Background/Purpose: A therapeutic strategy based on the selective delivery of an immuno-regulatory cytokine to the sites of inflammatory disease has been developed. DEKAVIL is an ‘armed antibody’, composed of the human F8 antibody (specific to the EDA domain of fibronectin, a marker of angiogenesis) fused to the human anti-inflammatory cytokine interleukin-10 (IL10), enabling delivery and accumulation of the cytokine specifically at sites of disease. This ‘targeting’ approach increases the therapeutic index of IL10. A Phase Ib clinical trial is now on-going, which features the administration of weekly doses of DEKAVIL, in combination with MTX, to patients with RA who have previously failed at least one line of anti-TNF therapy. Objectives of the study are to establish the MTD, safety and tolerability, to obtain preliminary information on efficacy and to assess the PK behavior. Here, we report the results obtained in 14 patients studied to date.

Methods: Cohorts of 3-6 patients with active RA were assigned to receive escalating doses of DEKAVIL (6, 15, 30, 60, 110, 160 and 210 µg/kg respectively) in combination with 15mg of MTX. The treatment is given as once weekly sc injection for up to 8 weeks. Standard safety evaluations performed on days 1 through 28 were used to determine the dose limiting toxicity. Response was assessed after 4 and 8 weeks of treatment according to ACR and EULAR (DAS28) criteria. The PK profile and formation of human anti-fusion protein antibodies are measured using standard methods.

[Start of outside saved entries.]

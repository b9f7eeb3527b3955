//! Data-access layer
//!
//! - [`schema`]: allow-listed table definitions and DDL rendering
//! - [`executor`]: per-request connection with prepare/execute/fetch and transactions
//! - [`associations`]: many-to-many category links
//! - [`init`]: pool setup and first-run bootstrap

pub mod associations;
pub mod executor;
pub mod init;
pub mod schema;
pub mod value;

pub use associations::{Association, AssociationManager};
pub use executor::QueryExecutor;
pub use init::{bootstrap_schema, connect};
pub use schema::{ColumnDefinition, SchemaRegistry, TableDefinition};
pub use value::{Record, SqlValue};
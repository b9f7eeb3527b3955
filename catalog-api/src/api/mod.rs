//! HTTP API handlers

pub mod entities;
pub mod health;
pub mod index;
pub mod rate_limit;
pub mod response;

pub use health::health_check;
pub use index::api_index;
pub use rate_limit::rate_limit_info;
pub use response::Envelope;
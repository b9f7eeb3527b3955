//! Entity kinds, input validation and transactional write flows

pub mod entity;
pub mod validation;

pub use entity::{EntityKind, POSTS, PRODUCTS};
pub use validation::FieldErrors;
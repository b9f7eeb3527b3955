//! Many-to-many category links
//!
//! Products and posts share the `categories` table through their own join
//! table. Category names are normalised (trimmed, lowercased) and created
//! lazily the first time an entity references them.

use std::collections::HashSet;

use tracing::debug;

use crate::db::executor::QueryExecutor;
use crate::db::value::SqlValue;
use crate::slug::to_slug;
use crate::{Error, Result};

/// Join table between one entity table and `categories`
#[derive(Debug, Clone, Copy, PartialEq, Eq)]
pub struct Association {
    pub join_table: &'static str,
    pub entity_column: &'static str,
}

impl Association {
    pub const PRODUCT: Association = Association {
        join_table: "product_category",
        entity_column: "product_id",
    };

    pub const POST: Association = Association {
        join_table: "post_category",
        entity_column: "post_id",
    };
}

/// Trim and lowercase a category name
pub fn normalize_category(name: &str) -> String {
    name.trim().to_lowercase()
}

pub struct AssociationManager<'a> {
    executor: &'a mut QueryExecutor,
    association: Association,
}

impl<'a> AssociationManager<'a> {
    pub fn new(executor: &'a mut QueryExecutor, association: Association) -> Self {
        Self {
            executor,
            association,
        }
    }

    /// Id of the category with this (normalised) name, creating it if absent.
    ///
    /// Check-then-insert. Run inside a transaction so the `BEGIN IMMEDIATE`
    /// write lock keeps concurrent callers from creating duplicates.
    pub async fn get_or_create_category(&mut self, name: &str) -> Result<i64> {
        let name = normalize_category(name);
        if name.is_empty() {
            return Err(Error::InvalidInput("Category name cannot be empty".to_string()));
        }

        let existing = self
            .executor
            .select("categories", &["id"], &[("name", SqlValue::from(name.as_str()))])
            .await?;

        if let Some(id) = existing.first().and_then(|row| row.get("id")).and_then(|v| v.as_i64()) {
            return Ok(id);
        }

        let slug = to_slug(&name);
        let id = self
            .executor
            .insert(
                "categories",
                &[("name", SqlValue::from(name.as_str())), ("slug", SqlValue::from(slug))],
            )
            .await?;

        debug!(category = %name, id, "Created category");
        Ok(id)
    }

    /// Link an entity to a category unless the pair already exists.
    /// Returns `true` when a new link row was written.
    pub async fn link(&mut self, entity_id: i64, category_id: i64) -> Result<bool> {
        let pair = [
            ("category_id", SqlValue::Integer(category_id)),
            (self.association.entity_column, SqlValue::Integer(entity_id)),
        ];

        if self.executor.count(self.association.join_table, &pair).await? > 0 {
            return Ok(false);
        }

        self.executor.insert(self.association.join_table, &pair).await?;
        Ok(true)
    }

    /// Drop every link of `entity_id`, then link it to `names`.
    ///
    /// Names are normalised; blanks and duplicates are skipped. Returns the
    /// linked category ids in first-seen order.
    pub async fn replace_categories(&mut self, entity_id: i64, names: &[String]) -> Result<Vec<i64>> {
        self.unlink_all(entity_id).await?;

        let mut seen = HashSet::new();
        let mut linked = Vec::new();
        for name in names {
            let name = normalize_category(name);
            if name.is_empty() || !seen.insert(name.clone()) {
                continue;
            }

            let category_id = self.get_or_create_category(&name).await?;
            self.link(entity_id, category_id).await?;
            linked.push(category_id);
        }

        Ok(linked)
    }

    /// Names of the categories linked to `entity_id`, ordered by name
    pub async fn categories_of(&mut self, entity_id: i64) -> Result<Vec<String>> {
        let join = self.executor.schema().table(self.association.join_table)?;
        join.require_column(self.association.entity_column)?;

        let sql = format!(
            "SELECT c.name AS name FROM categories c \
             INNER JOIN \"{}\" j ON j.category_id = c.id \
             WHERE j.\"{}\" = ? ORDER BY c.name",
            self.association.join_table, self.association.entity_column
        );

        self.executor
            .query(sql)?
            .execute(&[SqlValue::Integer(entity_id)])
            .await?;

        Ok(self
            .executor
            .fetch_all()?
            .into_iter()
            .filter_map(|row| row.get("name").and_then(|v| v.as_str()).map(str::to_string))
            .collect())
    }

    /// Remove all links of `entity_id`; returns the number removed
    pub async fn unlink_all(&mut self, entity_id: i64) -> Result<u64> {
        self.executor
            .delete(
                self.association.join_table,
                &[(self.association.entity_column, SqlValue::Integer(entity_id))],
            )
            .await
    }
}
//! Bound parameter values and fetched records

use serde_json::{json, Value};
use sqlx::sqlite::{SqliteArguments, SqliteRow};
use sqlx::{Column, Row, Sqlite, TypeInfo, ValueRef};

use crate::Result;

/// A fetched row, keyed by column name
pub type Record = serde_json::Map<String, Value>;

/// A value bound to a `?` placeholder
#[derive(Debug, Clone, PartialEq)]
pub enum SqlValue {
    Null,
    Integer(i64),
    Real(f64),
    Text(String),
}

impl SqlValue {
    pub(crate) fn bind_to<'q>(
        self,
        query: sqlx::query::Query<'q, Sqlite, SqliteArguments<'q>>,
    ) -> sqlx::query::Query<'q, Sqlite, SqliteArguments<'q>> {
        match self {
            SqlValue::Null => query.bind(None::<String>),
            SqlValue::Integer(v) => query.bind(v),
            SqlValue::Real(v) => query.bind(v),
            SqlValue::Text(v) => query.bind(v),
        }
    }
}

impl From<i64> for SqlValue {
    fn from(v: i64) -> Self {
        SqlValue::Integer(v)
    }
}

impl From<f64> for SqlValue {
    fn from(v: f64) -> Self {
        SqlValue::Real(v)
    }
}

impl From<&str> for SqlValue {
    fn from(v: &str) -> Self {
        SqlValue::Text(v.to_string())
    }
}

impl From<String> for SqlValue {
    fn from(v: String) -> Self {
        SqlValue::Text(v)
    }
}

impl<T: Into<SqlValue>> From<Option<T>> for SqlValue {
    fn from(v: Option<T>) -> Self {
        v.map(Into::into).unwrap_or(SqlValue::Null)
    }
}

/// Convert a row to a [`Record`] using each value's runtime storage class
pub(crate) fn decode_row(row: &SqliteRow) -> Result<Record> {
    let mut record = Record::new();

    for (idx, column) in row.columns().iter().enumerate() {
        let raw = row.try_get_raw(idx)?;
        let value = if raw.is_null() {
            Value::Null
        } else {
            let storage = raw.type_info().name().to_string();
            match storage.as_str() {
                "INTEGER" | "BOOLEAN" => json!(row.try_get::<i64, _>(idx)?),
                "REAL" => json!(row.try_get::<f64, _>(idx)?),
                "BLOB" => {
                    let bytes: Vec<u8> = row.try_get(idx)?;
                    Value::String(String::from_utf8_lossy(&bytes).into_owned())
                }
                _ => Value::String(row.try_get::<String, _>(idx)?),
            }
        };
        record.insert(column.name().to_string(), value);
    }

    Ok(record)
}

/// Count `?` placeholders outside quoted literals and identifiers
pub(crate) fn count_placeholders(sql: &str) -> usize {
    let mut count = 0;
    let mut quote: Option<char> = None;

    for c in sql.chars() {
        match quote {
            Some(q) if c == q => quote = None,
            Some(_) => {}
            None => match c {
                '\'' | '"' | '`' => quote = Some(c),
                '?' => count += 1,
                _ => {}
            },
        }
    }

    count
}

/// True when the statement produces a result set
pub(crate) fn returns_rows(sql: &str) -> bool {
    let head = sql
        .trim_start()
        .split_whitespace()
        .next()
        .unwrap_or("")
        .to_ascii_uppercase();

    matches!(head.as_str(), "SELECT" | "WITH" | "PRAGMA" | "VALUES" | "EXPLAIN")
        || sql
            .split_whitespace()
            .any(|token| token.eq_ignore_ascii_case("RETURNING"))
}

#[cfg(test)]
mod tests {
    use super::*;

    #[test]
    fn test_count_placeholders_plain() {
        assert_eq!(count_placeholders("SELECT * FROM t WHERE a = ? AND b = ?"), 2);
    }

    #[test]
    fn test_count_placeholders_ignores_literals() {
        assert_eq!(count_placeholders("SELECT '?' AS q, \"x?\" FROM t WHERE a = ?"), 1);
    }

    #[test]
    fn test_count_placeholders_none() {
        assert_eq!(count_placeholders("SELECT 1"), 0);
    }

    #[test]
    fn test_returns_rows() {
        assert!(returns_rows("  select * from products"));
        assert!(returns_rows("WITH x AS (SELECT 1) SELECT * FROM x"));
        assert!(returns_rows("PRAGMA table_info(products)"));
        assert!(returns_rows("INSERT INTO t (a) VALUES (?) RETURNING id"));
        assert!(!returns_rows("INSERT INTO t (a) VALUES (?)"));
        assert!(!returns_rows("DELETE FROM t"));
        assert!(returns_rows("INSERT INTO t (a)\nVALUES (?)\nRETURNING id"));
        assert!(returns_rows("UPDATE t SET a = 1\treturning\n*"));
    }

    #[test]
    fn test_option_into_null() {
        assert_eq!(SqlValue::from(None::<i64>), SqlValue::Null);
        assert_eq!(SqlValue::from(Some("x")), SqlValue::Text("x".to_string()));
    }
}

Results: Responses are summarized in the attached table. All 3 patients in the first cohort (6 μg/kg) achieved ACR 50 response, accompanied by a ‘good’ EULAR response. In cohort 2 (15 μg/kg), patient 5 enjoyed an ACR 70 response, whereas patients 4 and 6 did not reach ACR20 despite achieving ‘moderate’ EULAR response. In cohort 3 (30 μg/kg) patient 8 achieved an ACR70. This was particularly striking as it was prolonged and at a late evaluation time point. Patient 7 did not achieve any ACR response, and patient 9 achieved an ACR20 response. In cohort 4 (60 μg/kg) Patient 11 achieved an ACR50 at EOT, which improved to an ACR70 response at a late evaluation time point, demonstrating an extended response period. Patient 10 achieved an ACR20 and patients 12 and 13 did not respond. In cohort 5 (110 μg/kg) patient 14 achieved an ACR20 at week 5. Trends of swollen/tender joints and DAS28 score also showed improvement. Excellent tolerability was observed, since no grade >2 adverse drug reactions were reported. A very low signal from human anti-fusion protein antibodies was occasionally detected. Several patients are still being treated and followed-up.

Conclusion: The promising safety data, together with preliminary positive signs of activity, suggest that the targeted delivery of IL10 to the site of inflammation may be beneficial to patients with RA. The extended activity periods indicate the possibility for a long lasting therapeutic potential.